(DATA FOR THIS TASK)

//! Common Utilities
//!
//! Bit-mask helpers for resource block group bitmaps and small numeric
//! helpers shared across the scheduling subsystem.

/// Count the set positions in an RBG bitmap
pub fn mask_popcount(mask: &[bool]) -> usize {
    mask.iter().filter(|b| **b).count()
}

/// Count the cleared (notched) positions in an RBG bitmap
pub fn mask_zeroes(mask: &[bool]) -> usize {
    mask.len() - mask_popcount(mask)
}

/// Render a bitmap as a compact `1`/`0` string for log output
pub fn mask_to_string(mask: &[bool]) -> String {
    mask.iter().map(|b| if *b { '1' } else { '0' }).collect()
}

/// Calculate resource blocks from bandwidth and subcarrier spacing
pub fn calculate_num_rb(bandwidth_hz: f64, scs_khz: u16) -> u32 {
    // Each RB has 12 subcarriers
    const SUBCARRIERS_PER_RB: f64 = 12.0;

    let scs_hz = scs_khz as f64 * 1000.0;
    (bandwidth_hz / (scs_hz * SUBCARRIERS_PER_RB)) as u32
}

(End DATA FOR THIS TASK)
(DATA FOR THIS TASK)

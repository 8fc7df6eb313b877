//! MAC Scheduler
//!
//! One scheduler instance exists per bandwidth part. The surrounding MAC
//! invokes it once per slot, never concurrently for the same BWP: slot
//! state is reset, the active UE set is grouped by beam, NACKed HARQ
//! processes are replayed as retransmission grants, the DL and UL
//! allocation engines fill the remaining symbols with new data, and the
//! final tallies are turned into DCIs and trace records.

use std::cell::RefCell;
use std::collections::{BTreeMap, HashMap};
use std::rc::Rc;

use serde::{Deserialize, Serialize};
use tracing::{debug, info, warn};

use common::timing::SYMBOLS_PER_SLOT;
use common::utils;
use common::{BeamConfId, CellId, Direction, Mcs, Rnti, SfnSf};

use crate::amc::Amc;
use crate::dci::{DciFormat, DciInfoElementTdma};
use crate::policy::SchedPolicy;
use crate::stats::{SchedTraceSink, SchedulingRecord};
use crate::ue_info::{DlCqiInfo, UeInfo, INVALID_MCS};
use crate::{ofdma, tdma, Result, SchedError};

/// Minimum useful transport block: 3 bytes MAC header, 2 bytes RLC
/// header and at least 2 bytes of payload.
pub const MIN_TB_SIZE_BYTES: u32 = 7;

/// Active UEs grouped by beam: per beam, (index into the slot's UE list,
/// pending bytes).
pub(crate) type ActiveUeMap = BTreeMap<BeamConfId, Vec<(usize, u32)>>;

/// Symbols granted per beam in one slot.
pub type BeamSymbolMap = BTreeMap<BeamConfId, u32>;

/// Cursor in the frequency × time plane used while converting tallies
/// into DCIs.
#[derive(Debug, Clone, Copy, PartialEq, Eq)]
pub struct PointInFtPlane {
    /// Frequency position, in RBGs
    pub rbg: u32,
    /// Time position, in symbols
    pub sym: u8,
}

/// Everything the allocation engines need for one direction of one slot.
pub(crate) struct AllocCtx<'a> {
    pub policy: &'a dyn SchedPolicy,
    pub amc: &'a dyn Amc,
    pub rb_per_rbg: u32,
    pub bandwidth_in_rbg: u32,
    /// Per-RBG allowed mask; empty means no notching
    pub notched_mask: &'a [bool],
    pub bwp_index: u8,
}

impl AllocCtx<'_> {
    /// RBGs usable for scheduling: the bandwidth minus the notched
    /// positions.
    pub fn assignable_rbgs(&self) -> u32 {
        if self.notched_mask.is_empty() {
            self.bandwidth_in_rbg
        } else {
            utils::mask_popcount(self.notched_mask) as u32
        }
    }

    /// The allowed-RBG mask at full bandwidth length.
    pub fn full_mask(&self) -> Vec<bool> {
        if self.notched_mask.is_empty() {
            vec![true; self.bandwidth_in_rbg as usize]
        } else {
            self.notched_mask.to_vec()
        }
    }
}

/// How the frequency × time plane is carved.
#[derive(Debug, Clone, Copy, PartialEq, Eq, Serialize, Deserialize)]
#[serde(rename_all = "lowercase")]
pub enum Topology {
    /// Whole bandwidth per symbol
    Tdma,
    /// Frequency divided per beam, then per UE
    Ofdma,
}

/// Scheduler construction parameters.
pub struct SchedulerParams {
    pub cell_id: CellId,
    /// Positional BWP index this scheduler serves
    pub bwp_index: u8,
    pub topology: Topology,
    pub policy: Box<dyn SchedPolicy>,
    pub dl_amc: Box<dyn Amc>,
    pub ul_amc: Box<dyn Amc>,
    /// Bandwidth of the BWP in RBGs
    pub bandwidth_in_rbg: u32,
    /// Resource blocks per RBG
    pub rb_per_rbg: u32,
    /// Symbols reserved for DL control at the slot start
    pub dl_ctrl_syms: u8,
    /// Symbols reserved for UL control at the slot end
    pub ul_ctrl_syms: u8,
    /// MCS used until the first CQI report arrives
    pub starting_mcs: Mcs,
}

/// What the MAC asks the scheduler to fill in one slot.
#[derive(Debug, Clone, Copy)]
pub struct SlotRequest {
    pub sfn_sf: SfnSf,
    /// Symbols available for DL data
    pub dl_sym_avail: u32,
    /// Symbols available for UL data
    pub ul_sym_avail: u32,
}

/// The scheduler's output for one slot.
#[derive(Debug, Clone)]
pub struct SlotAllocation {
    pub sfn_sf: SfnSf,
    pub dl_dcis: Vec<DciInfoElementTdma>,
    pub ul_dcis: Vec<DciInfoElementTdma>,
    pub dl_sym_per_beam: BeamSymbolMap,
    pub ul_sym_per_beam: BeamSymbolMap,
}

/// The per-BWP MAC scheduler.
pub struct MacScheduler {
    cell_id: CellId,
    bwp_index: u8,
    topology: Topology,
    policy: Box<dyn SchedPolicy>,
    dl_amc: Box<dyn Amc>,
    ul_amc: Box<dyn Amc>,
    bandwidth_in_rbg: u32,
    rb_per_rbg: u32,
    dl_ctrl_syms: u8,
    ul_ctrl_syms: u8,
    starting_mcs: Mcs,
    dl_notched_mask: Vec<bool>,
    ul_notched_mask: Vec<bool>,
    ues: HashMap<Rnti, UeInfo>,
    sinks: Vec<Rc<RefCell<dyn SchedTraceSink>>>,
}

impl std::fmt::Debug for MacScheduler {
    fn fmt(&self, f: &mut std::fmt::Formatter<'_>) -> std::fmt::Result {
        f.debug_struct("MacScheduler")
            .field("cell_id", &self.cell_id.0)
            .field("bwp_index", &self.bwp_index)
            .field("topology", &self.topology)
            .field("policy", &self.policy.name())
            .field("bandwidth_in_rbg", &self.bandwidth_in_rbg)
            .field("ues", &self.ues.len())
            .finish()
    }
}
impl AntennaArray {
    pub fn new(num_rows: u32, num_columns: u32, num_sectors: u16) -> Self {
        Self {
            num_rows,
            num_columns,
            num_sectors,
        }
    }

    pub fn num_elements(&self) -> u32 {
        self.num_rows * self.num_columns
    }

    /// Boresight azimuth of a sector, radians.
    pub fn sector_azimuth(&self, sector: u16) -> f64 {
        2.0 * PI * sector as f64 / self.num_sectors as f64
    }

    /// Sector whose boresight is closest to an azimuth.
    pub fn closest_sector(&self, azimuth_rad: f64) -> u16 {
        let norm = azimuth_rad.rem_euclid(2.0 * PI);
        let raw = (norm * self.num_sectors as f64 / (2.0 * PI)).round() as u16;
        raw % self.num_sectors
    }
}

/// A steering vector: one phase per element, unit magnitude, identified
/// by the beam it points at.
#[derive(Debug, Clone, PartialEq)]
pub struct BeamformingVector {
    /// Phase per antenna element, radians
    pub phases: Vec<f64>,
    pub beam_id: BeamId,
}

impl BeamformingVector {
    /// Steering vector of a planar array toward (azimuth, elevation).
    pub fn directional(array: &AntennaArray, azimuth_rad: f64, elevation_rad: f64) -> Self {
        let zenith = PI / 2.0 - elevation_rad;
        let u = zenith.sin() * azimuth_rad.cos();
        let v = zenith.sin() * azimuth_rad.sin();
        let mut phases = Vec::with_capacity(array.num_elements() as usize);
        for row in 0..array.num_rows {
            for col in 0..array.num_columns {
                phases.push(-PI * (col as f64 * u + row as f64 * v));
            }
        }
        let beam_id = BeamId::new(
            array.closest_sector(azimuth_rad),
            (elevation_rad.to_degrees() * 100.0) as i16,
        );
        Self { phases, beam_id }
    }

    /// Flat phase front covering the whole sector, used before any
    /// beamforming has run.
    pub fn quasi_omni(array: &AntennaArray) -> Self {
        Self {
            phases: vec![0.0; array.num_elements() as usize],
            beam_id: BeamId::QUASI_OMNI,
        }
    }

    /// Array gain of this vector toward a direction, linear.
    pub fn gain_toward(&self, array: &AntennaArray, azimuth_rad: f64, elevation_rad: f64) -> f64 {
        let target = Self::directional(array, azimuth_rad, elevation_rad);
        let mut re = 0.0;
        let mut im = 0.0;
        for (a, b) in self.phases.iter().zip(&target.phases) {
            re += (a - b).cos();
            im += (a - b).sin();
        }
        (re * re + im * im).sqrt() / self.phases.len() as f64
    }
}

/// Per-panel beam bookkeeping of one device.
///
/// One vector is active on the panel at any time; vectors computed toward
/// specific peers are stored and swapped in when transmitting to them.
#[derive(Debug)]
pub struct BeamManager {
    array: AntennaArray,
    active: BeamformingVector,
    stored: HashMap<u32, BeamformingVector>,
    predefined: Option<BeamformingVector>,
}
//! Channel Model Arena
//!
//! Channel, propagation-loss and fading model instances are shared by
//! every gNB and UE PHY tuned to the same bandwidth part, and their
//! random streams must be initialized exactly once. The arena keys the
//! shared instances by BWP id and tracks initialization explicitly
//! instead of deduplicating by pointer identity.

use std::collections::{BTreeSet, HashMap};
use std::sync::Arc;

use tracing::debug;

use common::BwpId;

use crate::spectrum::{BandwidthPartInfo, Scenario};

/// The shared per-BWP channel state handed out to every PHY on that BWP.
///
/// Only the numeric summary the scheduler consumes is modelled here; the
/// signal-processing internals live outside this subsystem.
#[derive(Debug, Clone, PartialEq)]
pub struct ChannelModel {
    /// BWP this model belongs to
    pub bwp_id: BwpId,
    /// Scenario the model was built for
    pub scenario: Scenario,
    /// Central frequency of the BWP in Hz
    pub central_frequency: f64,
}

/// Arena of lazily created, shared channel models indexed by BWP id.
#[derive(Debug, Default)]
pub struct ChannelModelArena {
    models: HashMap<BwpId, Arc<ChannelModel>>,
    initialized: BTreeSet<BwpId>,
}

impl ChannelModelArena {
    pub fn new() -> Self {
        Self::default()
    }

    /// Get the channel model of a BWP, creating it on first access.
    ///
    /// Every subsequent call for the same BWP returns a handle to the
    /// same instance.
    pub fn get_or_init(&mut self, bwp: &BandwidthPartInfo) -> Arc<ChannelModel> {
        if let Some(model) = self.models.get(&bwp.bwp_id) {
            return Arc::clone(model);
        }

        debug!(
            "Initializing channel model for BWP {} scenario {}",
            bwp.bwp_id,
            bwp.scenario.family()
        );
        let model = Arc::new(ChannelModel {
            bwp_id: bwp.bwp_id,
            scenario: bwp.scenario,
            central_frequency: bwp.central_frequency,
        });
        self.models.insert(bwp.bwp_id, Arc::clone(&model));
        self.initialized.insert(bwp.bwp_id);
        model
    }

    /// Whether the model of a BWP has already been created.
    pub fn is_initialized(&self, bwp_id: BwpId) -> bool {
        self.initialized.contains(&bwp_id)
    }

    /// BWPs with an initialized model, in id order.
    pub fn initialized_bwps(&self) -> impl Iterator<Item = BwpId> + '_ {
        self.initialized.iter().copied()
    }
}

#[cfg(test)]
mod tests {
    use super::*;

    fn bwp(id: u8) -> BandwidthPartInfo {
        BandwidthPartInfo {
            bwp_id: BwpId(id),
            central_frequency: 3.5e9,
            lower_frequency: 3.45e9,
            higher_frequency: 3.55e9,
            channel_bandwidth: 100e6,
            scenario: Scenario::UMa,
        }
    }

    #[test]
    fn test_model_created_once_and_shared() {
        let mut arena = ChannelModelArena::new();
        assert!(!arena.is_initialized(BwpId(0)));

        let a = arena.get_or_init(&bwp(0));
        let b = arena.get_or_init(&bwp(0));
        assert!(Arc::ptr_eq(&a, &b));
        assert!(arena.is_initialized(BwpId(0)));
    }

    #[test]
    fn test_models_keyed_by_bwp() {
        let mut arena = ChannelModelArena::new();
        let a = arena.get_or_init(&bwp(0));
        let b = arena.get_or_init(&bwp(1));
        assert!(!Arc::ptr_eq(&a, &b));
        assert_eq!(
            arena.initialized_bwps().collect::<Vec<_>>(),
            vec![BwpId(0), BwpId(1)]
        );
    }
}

(End DATA FOR THIS TASK)

REQUIRED WORK:
Every line above that holds the word "BeamformingVector" should be copied out.

RESPONSE TO THE EXERCISE:
pub struct BeamformingVector {
impl BeamformingVector {
    active: BeamformingVector,
    stored: HashMap<u32, BeamformingVector>,
    predefined: Option<BeamformingVector>,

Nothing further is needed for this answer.